- **THE TASK**:
Look through the entries below for the string "counts", and copy each line where it is found.

-------- MATERIALS PROVIDED --------

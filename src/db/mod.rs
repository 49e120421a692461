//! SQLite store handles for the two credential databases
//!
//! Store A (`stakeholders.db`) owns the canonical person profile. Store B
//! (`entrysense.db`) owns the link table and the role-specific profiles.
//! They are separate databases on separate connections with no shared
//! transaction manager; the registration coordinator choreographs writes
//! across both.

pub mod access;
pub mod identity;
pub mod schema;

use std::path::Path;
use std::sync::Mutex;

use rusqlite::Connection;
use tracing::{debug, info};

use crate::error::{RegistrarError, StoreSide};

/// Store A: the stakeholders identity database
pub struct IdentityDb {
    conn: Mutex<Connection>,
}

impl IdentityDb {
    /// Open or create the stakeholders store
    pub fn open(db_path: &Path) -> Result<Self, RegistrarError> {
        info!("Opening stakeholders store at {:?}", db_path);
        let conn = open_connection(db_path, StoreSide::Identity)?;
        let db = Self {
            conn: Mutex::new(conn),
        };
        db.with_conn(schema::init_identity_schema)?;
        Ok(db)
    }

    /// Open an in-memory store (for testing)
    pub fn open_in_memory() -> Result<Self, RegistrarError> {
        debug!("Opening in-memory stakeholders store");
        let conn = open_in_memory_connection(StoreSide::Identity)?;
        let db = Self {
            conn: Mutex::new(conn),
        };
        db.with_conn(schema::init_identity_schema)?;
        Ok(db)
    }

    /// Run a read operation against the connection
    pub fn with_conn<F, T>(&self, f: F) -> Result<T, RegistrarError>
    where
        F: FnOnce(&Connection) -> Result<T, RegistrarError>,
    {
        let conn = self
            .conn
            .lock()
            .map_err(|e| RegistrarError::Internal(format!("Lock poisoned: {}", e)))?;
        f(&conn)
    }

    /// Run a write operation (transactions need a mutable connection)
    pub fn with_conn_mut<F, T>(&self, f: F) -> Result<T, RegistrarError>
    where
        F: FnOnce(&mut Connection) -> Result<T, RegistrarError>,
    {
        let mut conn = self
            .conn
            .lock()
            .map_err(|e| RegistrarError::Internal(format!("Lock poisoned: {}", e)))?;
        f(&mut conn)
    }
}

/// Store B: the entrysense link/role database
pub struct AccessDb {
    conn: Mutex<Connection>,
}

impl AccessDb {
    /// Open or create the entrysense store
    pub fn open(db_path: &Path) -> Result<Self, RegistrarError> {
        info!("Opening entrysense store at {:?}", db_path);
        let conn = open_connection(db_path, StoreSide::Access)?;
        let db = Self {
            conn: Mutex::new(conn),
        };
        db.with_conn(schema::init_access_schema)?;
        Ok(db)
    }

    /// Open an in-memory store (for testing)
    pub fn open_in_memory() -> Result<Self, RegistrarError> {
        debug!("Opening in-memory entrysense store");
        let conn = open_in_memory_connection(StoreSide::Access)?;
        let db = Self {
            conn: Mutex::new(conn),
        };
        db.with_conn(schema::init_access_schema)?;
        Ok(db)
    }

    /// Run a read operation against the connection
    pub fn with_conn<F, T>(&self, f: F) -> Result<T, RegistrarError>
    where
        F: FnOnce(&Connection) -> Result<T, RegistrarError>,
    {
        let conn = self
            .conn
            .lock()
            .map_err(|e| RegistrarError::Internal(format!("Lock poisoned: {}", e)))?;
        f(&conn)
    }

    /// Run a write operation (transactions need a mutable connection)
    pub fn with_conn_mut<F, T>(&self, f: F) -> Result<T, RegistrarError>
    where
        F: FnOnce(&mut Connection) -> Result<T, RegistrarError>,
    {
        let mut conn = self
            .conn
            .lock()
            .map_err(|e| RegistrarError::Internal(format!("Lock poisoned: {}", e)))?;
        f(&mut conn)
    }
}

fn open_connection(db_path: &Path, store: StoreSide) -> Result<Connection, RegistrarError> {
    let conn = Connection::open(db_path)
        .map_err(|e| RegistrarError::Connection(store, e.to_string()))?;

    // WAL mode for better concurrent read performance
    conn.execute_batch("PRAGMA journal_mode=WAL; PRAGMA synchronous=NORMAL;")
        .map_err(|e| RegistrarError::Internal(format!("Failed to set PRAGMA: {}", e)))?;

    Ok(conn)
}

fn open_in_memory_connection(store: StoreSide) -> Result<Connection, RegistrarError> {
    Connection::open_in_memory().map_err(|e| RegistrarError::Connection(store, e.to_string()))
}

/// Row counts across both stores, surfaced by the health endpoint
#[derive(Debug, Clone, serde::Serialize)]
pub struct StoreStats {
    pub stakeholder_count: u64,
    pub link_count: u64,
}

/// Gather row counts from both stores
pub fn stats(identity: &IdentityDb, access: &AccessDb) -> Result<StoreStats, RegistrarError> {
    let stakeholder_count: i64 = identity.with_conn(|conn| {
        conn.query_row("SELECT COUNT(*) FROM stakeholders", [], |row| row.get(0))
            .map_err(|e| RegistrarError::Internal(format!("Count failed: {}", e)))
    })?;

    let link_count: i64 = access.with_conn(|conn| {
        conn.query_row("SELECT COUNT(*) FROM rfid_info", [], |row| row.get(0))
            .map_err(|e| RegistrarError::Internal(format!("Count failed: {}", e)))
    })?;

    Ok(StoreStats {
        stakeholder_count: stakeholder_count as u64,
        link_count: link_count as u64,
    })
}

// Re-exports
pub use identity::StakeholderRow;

--------

- **SOLVED EXERCISE**:
/// Row counts across both stores, surfaced by the health endpoint
/// Gather row counts from both stores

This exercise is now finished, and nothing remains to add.